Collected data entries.
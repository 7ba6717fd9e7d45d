//! Event recorder with callback factories and assertion helpers.

use std::cell::RefCell;
use std::rc::Rc;

use viewprobe_geometry::{EdgeInsets, LayoutSnapshot, Size};
use viewprobe_ui::GeometryCallbacks;

/// One observable callback invocation.
#[derive(Clone, Copy, Debug, PartialEq)]
pub enum GeometryEvent {
    Appeared { size: Size, insets: EdgeInsets },
    SizeChanged { old: Size, new: Size },
    SizeChangeNotified,
    InsetsChanged { old: EdgeInsets, new: EdgeInsets },
    InsetsChangeNotified,
}

/// Shared event log the factory-produced callbacks append to.
///
/// Clones share the same log, so a recorder can be handed to several
/// callbacks (or several observers) and asserted on once.
#[derive(Clone, Default)]
pub struct GeometryRecorder {
    events: Rc<RefCell<Vec<GeometryEvent>>>,
}

impl GeometryRecorder {
    pub fn new() -> Self {
        Self::default()
    }

    pub fn events(&self) -> Vec<GeometryEvent> {
        self.events.borrow().clone()
    }

    pub fn take_events(&self) -> Vec<GeometryEvent> {
        std::mem::take(&mut *self.events.borrow_mut())
    }

    pub fn len(&self) -> usize {
        self.events.borrow().len()
    }

    pub fn is_empty(&self) -> bool {
        self.events.borrow().is_empty()
    }

    pub fn clear(&self) {
        self.events.borrow_mut().clear();
    }

    /// Appear callback recording [`GeometryEvent::Appeared`].
    pub fn record_appear(&self) -> impl Fn(&LayoutSnapshot) + 'static {
        let events = self.events.clone();
        move |snapshot| {
            events.borrow_mut().push(GeometryEvent::Appeared {
                size: snapshot.size(),
                insets: snapshot.safe_area_insets(),
            })
        }
    }

    /// Zero-argument size-change callback recording [`GeometryEvent::SizeChangeNotified`].
    pub fn record_size_change(&self) -> impl Fn() + 'static {
        let events = self.events.clone();
        move || events.borrow_mut().push(GeometryEvent::SizeChangeNotified)
    }

    /// Two-argument size-change callback recording [`GeometryEvent::SizeChanged`].
    pub fn record_size_change_values(&self) -> impl Fn(Size, Size) + 'static {
        let events = self.events.clone();
        move |old, new| {
            events
                .borrow_mut()
                .push(GeometryEvent::SizeChanged { old, new })
        }
    }

    /// Zero-argument insets-change callback recording [`GeometryEvent::InsetsChangeNotified`].
    pub fn record_insets_change(&self) -> impl Fn() + 'static {
        let events = self.events.clone();
        move || events.borrow_mut().push(GeometryEvent::InsetsChangeNotified)
    }

    /// Two-argument insets-change callback recording [`GeometryEvent::InsetsChanged`].
    pub fn record_insets_change_values(&self) -> impl Fn(EdgeInsets, EdgeInsets) + 'static {
        let events = self.events.clone();
        move |old, new| {
            events
                .borrow_mut()
                .push(GeometryEvent::InsetsChanged { old, new })
        }
    }

    /// Callback set with every slot recording, using the two-argument forms.
    pub fn all_callbacks(&self) -> GeometryCallbacks {
        GeometryCallbacks::new()
            .on_appear(self.record_appear())
            .on_size_change_values(self.record_size_change_values())
            .on_insets_change_values(self.record_insets_change_values())
    }

    /// Asserts the recorded event sequence matches `expected` exactly.
    pub fn assert_events(&self, expected: &[GeometryEvent]) {
        let actual = self.events();
        assert_eq!(
            actual.as_slice(),
            expected,
            "recorded geometry events diverge"
        );
    }
}
//! Headless Viewprobe demo.
//!
//! Attaches a geometry observer to a simulated view and walks it through a
//! scripted sequence of layout passes: first layout, a safe-area change, a
//! rotation, a redundant pass, and a rotation back. Run with
//! `RUST_LOG=trace` to also see the observer's internal dispatch notes.

use env_logger::Env;

use viewprobe_geometry::{EdgeInsets, LayoutSnapshot, Size};
use viewprobe_ui::{GeometryCallbacks, Modifier, ModifierChainHandle};

fn main() {
    env_logger::Builder::from_env(Env::default().default_filter_or("info")).init();

    let callbacks = GeometryCallbacks::new()
        .on_appear(|snapshot| {
            log::info!(
                "appeared: size {:?}, safe area {:?}",
                snapshot.size(),
                snapshot.safe_area_insets()
            );
        })
        .on_size_change_values(|old, new| {
            log::info!("size changed: {:?} -> {:?}", old, new);
        })
        .on_insets_change_values(|old, new| {
            log::info!("safe area changed: {:?} -> {:?}", old, new);
        });
    let modifier = Modifier::empty().observe_geometry(callbacks);
    log::info!("attaching {:?}", modifier);

    let mut handle = ModifierChainHandle::new();
    handle.update(&modifier);

    let portrait = Size::new(390.0, 844.0);
    let landscape = Size::new(844.0, 390.0);
    let notch = EdgeInsets::from_components(47.0, 0.0, 34.0, 0.0);

    handle.dispatch_layout_pass(&LayoutSnapshot::new(portrait, EdgeInsets::ZERO));
    handle.dispatch_layout_pass(&LayoutSnapshot::new(portrait, notch));
    handle.dispatch_layout_pass(&LayoutSnapshot::new(landscape, notch));
    // Unchanged geometry: the observer stays silent for this pass.
    handle.dispatch_layout_pass(&LayoutSnapshot::new(landscape, notch));
    handle.dispatch_layout_pass(&LayoutSnapshot::new(portrait, notch));
}
use crate::element::DynModifierElement;
use crate::node::{GeometryObserver, ModifierNode, ModifierNodeContext};

struct ChainEntry {
    element: DynModifierElement,
    node: Box<dyn ModifierNode>,
}

/// Container that keeps live modifier nodes in sync with an element list.
///
/// Reconciliation is positional: an element at index `i` reuses the node at
/// index `i` from the previous update when the element types match. Reused
/// nodes keep their internal state, which is what lets a geometry observer
/// survive recomposition without replaying its appear callback.
#[derive(Default)]
pub struct ModifierNodeChain {
    entries: Vec<ChainEntry>,
}

impl ModifierNodeChain {
    pub fn new() -> Self {
        Self::default()
    }

    /// Reconciles the chain against `elements`.
    ///
    /// New nodes are created and attached through `context`; nodes whose
    /// elements disappeared are detached. An element equal to its
    /// predecessor leaves the node untouched unless the element insists on
    /// `always_update`.
    pub fn update_from_slice(
        &mut self,
        elements: &[DynModifierElement],
        context: &mut dyn ModifierNodeContext,
    ) {
        let mut previous = std::mem::take(&mut self.entries).into_iter();

        for element in elements {
            match previous.next() {
                Some(mut entry) if entry.element.element_type() == element.element_type() => {
                    let unchanged = element.equals_element(entry.element.as_ref());
                    if !unchanged || element.requires_update() {
                        element.update_node(entry.node.as_mut());
                    }
                    entry.element = element.clone();
                    self.entries.push(entry);
                }
                replaced => {
                    if let Some(mut entry) = replaced {
                        entry.node.on_detach();
                    }
                    let mut node = element.create_node();
                    node.on_attach(context);
                    log::trace!("attached modifier node: {}", element.inspector_name());
                    self.entries.push(ChainEntry {
                        element: element.clone(),
                        node,
                    });
                }
            }
        }

        for mut entry in previous {
            log::trace!("detached modifier node: {}", entry.element.inspector_name());
            entry.node.on_detach();
        }
    }

    /// Detaches every node and empties the chain.
    pub fn clear(&mut self) {
        for mut entry in self.entries.drain(..) {
            entry.node.on_detach();
        }
    }

    pub fn len(&self) -> usize {
        self.entries.len()
    }

    pub fn is_empty(&self) -> bool {
        self.entries.is_empty()
    }

    /// Visits every node in chain order.
    pub fn for_each_node(&mut self, mut visitor: impl FnMut(&mut dyn ModifierNode)) {
        for entry in &mut self.entries {
            visitor(entry.node.as_mut());
        }
    }

    /// Visits every node that consumes layout snapshots.
    pub fn for_each_geometry_observer(&mut self, mut visitor: impl FnMut(&mut dyn GeometryObserver)) {
        for entry in &mut self.entries {
            if let Some(observer) = entry.node.as_geometry_observer_mut() {
                visitor(observer);
            }
        }
    }
}
//! Modifier node scaffolding for Viewprobe
//!
//! This crate defines the seam between a host UI framework and Viewprobe's
//! geometry observers: the node lifecycle trait, the context through which a
//! node asks the host's measurement source for snapshots, the strongly typed
//! modifier elements that create and update nodes, and a chain container that
//! reconciles nodes across modifier updates.

mod element;
mod node;
mod node_chain;

pub use element::{modifier_element, AnyModifierElement, DynModifierElement, ModifierNodeElement};
pub use node::{
    BasicModifierNodeContext, GeometryObserver, ModifierNode, ModifierNodeContext,
};
pub use node_chain::ModifierNodeChain;
//! Layout robot: a simulated measurement source.
//!
//! The robot drives geometry observers the way a real host would, but
//! headless and layout-only: it holds the current viewport size and
//! safe-area insets, and each call to [`LayoutRobot::layout_pass`] delivers
//! them as one snapshot to every observer attached through the modifier.
//!
//! # Example
//!
//! ```
//! use viewprobe_testing::{GeometryRecorder, LayoutRobot};
//! use viewprobe_ui::Modifier;
//!
//! let recorder = GeometryRecorder::new();
//! let modifier = Modifier::empty().on_appear(recorder.record_appear());
//!
//! let mut robot = LayoutRobot::new(&modifier, 800.0, 600.0);
//! robot.layout_pass();
//!
//! assert_eq!(recorder.len(), 1);
//! ```

use viewprobe_geometry::{EdgeInsets, LayoutSnapshot, Size};
use viewprobe_ui::{Modifier, ModifierChainHandle};

/// Programmatic control over a simulated view and its layout passes.
pub struct LayoutRobot {
    handle: ModifierChainHandle,
    size: Size,
    insets: EdgeInsets,
    passes: u32,
}

impl LayoutRobot {
    /// Attaches `modifier` with the given initial viewport.
    ///
    /// Attach happens immediately; snapshots start flowing on the first
    /// explicit layout pass, so tests control exactly when the initial
    /// layout is observed.
    pub fn new(modifier: &Modifier, width: f32, height: f32) -> Self {
        let mut handle = ModifierChainHandle::new();
        handle.update(modifier);
        Self {
            handle,
            size: Size::new(width, height),
            insets: EdgeInsets::ZERO,
            passes: 0,
        }
    }

    /// Delivers the current geometry as one layout pass.
    ///
    /// Calling this repeatedly without changing geometry simulates a host
    /// that re-runs layout without anything moving.
    pub fn layout_pass(&mut self) {
        let snapshot = self.snapshot();
        log::debug!("robot layout pass {}: {:?}", self.passes + 1, snapshot);
        self.handle.dispatch_layout_pass(&snapshot);
        self.passes += 1;
    }

    /// Resizes the viewport (simulates window resize) and runs a pass.
    pub fn set_viewport(&mut self, width: f32, height: f32) {
        self.size = Size::new(width, height);
        self.layout_pass();
    }

    /// Changes the safe-area insets and runs a pass.
    pub fn set_safe_area(&mut self, insets: EdgeInsets) {
        self.insets = insets;
        self.layout_pass();
    }

    /// Re-reconciles the chain against a new modifier, as a recomposition would.
    pub fn update_modifier(&mut self, modifier: &Modifier) {
        self.handle.update(modifier);
    }

    /// Snapshot the next layout pass would deliver.
    pub fn snapshot(&self) -> LayoutSnapshot {
        LayoutSnapshot::new(self.size, self.insets)
    }

    /// Number of passes delivered so far.
    pub fn pass_count(&self) -> u32 {
        self.passes
    }

    pub fn handle(&self) -> &ModifierChainHandle {
        &self.handle
    }

    pub fn handle_mut(&mut self) -> &mut ModifierChainHandle {
        &mut self.handle
    }
}
//! Geometry observation modifiers for Viewprobe
//!
//! This crate is the public surface of Viewprobe: a [`Modifier`] builder for
//! attaching geometry observers to a view, the [`GeometryCallbacks`]
//! configuration those observers carry, and the [`ModifierChainHandle`] a
//! host framework drives once per layout pass.
//!
//! A caller picks only the callbacks relevant to its use case; unset slots
//! default to no-ops. Change callbacks come in a zero-argument form and a
//! two-argument old/new form, chosen per slot:
//!
//! ```rust
//! use viewprobe_ui::{GeometryCallbacks, Modifier};
//!
//! let modifier = Modifier::empty().observe_geometry(
//!     GeometryCallbacks::new()
//!         .on_appear(|snapshot| println!("first layout: {:?}", snapshot.size()))
//!         .on_size_change_values(|old, new| println!("resized {old:?} -> {new:?}")),
//! );
//! # assert_eq!(modifier.elements().len(), 1);
//! ```

mod callbacks;
mod chain;
mod modifier;
mod modifier_nodes;

#[cfg(test)]
mod tests;

pub use callbacks::{AppearCallback, ChangeCallback, GeometryCallbacks};
pub use chain::ModifierChainHandle;
pub use modifier::{InspectorInfo, InspectorProperty, Modifier};
pub use modifier_nodes::{GeometryObserverNode, ObserveGeometryElement};
pub use viewprobe_geometry::{EdgeInsets, LayoutSnapshot, Point, Rect, Size};
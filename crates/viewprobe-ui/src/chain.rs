use viewprobe_foundation::{BasicModifierNodeContext, ModifierNodeChain};
use viewprobe_geometry::LayoutSnapshot;

use crate::modifier::Modifier;

/// Runtime helper that keeps a [`ModifierNodeChain`] in sync with a [`Modifier`].
///
/// A host framework keeps one handle per layout node, feeds it the latest
/// `Modifier` on every recomposition, and forwards each layout pass's
/// snapshot through [`dispatch_layout_pass`](Self::dispatch_layout_pass).
#[derive(Default)]
pub struct ModifierChainHandle {
    chain: ModifierNodeChain,
    context: BasicModifierNodeContext,
}

impl ModifierChainHandle {
    pub fn new() -> Self {
        Self::default()
    }

    /// Reconciles the underlying chain with the elements stored in `modifier`.
    pub fn update(&mut self, modifier: &Modifier) {
        self.chain
            .update_from_slice(modifier.elements(), &mut self.context);
    }

    /// Returns the modifier node chain for read-only traversal.
    pub fn chain(&self) -> &ModifierNodeChain {
        &self.chain
    }

    pub fn chain_mut(&mut self) -> &mut ModifierNodeChain {
        &mut self.chain
    }

    /// Whether any attached node asked the measurement source for snapshots.
    pub fn geometry_updates_requested(&self) -> bool {
        self.context.geometry_updates_requested()
    }

    /// Delivers one layout pass's snapshot to every geometry observer.
    pub fn dispatch_layout_pass(&mut self, snapshot: &LayoutSnapshot) {
        log::trace!(
            "layout pass: size={:?} insets={:?}",
            snapshot.size(),
            snapshot.safe_area_insets()
        );
        self.chain
            .for_each_geometry_observer(|observer| observer.on_layout_pass(snapshot));
    }
}
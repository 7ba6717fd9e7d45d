use std::any::Any;

use viewprobe_geometry::LayoutSnapshot;

/// Runtime services exposed to modifier nodes while attached to a tree.
///
/// The context is provided by the host (or by a test harness standing in for
/// one). It intentionally exposes only what geometry observation needs, so
/// hosts can implement it without leaking their own runtime details.
pub trait ModifierNodeContext {
    /// Asks the host's measurement source to begin delivering layout
    /// snapshots for the view this node is attached to.
    ///
    /// The request is scoped to that single view's subtree; it must not
    /// cause snapshots to flow to sibling views.
    fn request_geometry_updates(&mut self) {}
}

/// Lightweight [`ModifierNodeContext`] implementation that records requests.
///
/// Hosts with a real measurement source implement [`ModifierNodeContext`]
/// themselves; this recording variant backs tests and the layout robot,
/// which only need to know that an attached node asked for snapshots.
#[derive(Default, Debug, Clone)]
pub struct BasicModifierNodeContext {
    geometry_requests: usize,
}

impl BasicModifierNodeContext {
    pub fn new() -> Self {
        Self::default()
    }

    /// Number of geometry-update requests recorded since construction.
    pub fn geometry_requests(&self) -> usize {
        self.geometry_requests
    }

    /// Returns whether any node asked the measurement source for snapshots.
    pub fn geometry_updates_requested(&self) -> bool {
        self.geometry_requests > 0
    }
}

impl ModifierNodeContext for BasicModifierNodeContext {
    fn request_geometry_updates(&mut self) {
        self.geometry_requests += 1;
    }
}

/// Core trait implemented by modifier nodes.
///
/// Nodes receive lifecycle callbacks when they attach to or detach from a
/// view, and may react to resets triggered by the runtime when a node
/// instance is recycled into a fresh attachment. Specialized behavior is
/// reached through `as_*` accessors rather than downcasting at call sites.
pub trait ModifierNode: Any {
    fn on_attach(&mut self, _context: &mut dyn ModifierNodeContext) {}

    fn on_detach(&mut self) {}

    fn on_reset(&mut self) {}

    /// Returns this node as a geometry observer if it implements the trait.
    fn as_geometry_observer(&self) -> Option<&dyn GeometryObserver> {
        None
    }

    /// Returns this node as a mutable geometry observer if it implements the trait.
    fn as_geometry_observer_mut(&mut self) -> Option<&mut dyn GeometryObserver> {
        None
    }
}

impl dyn ModifierNode {
    pub fn as_any(&self) -> &dyn Any {
        self
    }

    pub fn as_any_mut(&mut self) -> &mut dyn Any {
        self
    }
}

/// Nodes that consume per-pass layout snapshots from the measurement source.
pub trait GeometryObserver: ModifierNode {
    /// Called by the host once per layout pass with that pass's snapshot.
    ///
    /// Hosts are expected to deliver every pass, including passes where the
    /// geometry did not change; observers gate on value equality themselves.
    fn on_layout_pass(&mut self, snapshot: &LayoutSnapshot);
}
//! Crate-level error type and `Result` alias for stable, structured error handling.
//! Converts underlying I/O, image codec, regex and JSON errors, and provides semantic
//! variants for argument validation and per-file processing failures.
use std::path::PathBuf;

use thiserror::Error;

pub type Result<T> = std::result::Result<T, Error>;

#[derive(Debug, Error)]
pub enum Error {
    #[error("I/O error: {0}")]
    Io(#[from] std::io::Error),

    #[error("Image error: {0}")]
    Image(#[from] image::ImageError),

    #[error("Invalid pattern: {0}")]
    Regex(#[from] regex::Error),

    #[error("Config error: {0}")]
    Config(#[from] serde_json::Error),

    #[error("Reference image not found: {}", path.display())]
    ReferenceNotFound { path: PathBuf },

    #[error("Invalid argument: {arg}={value}")]
    InvalidArgument { arg: &'static str, value: String },

    #[error("Missing required argument: {arg}")]
    MissingArgument { arg: String },

    #[error("Not valid UTF-8: {}", path.display())]
    Encoding { path: PathBuf },

    #[error("Processing error: {0}")]
    Processing(String),

    #[error("External error: {0}")]
    External(String),
}

impl Error {
    pub fn external<E: std::fmt::Display>(e: E) -> Self {
        Error::External(e.to_string())
    }
}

Problem description. Using the records above, copy each line that contains "Option".

The answer.
    fn as_geometry_observer(&self) -> Option<&dyn GeometryObserver> {
    fn as_geometry_observer_mut(&mut self) -> Option<&mut dyn GeometryObserver> {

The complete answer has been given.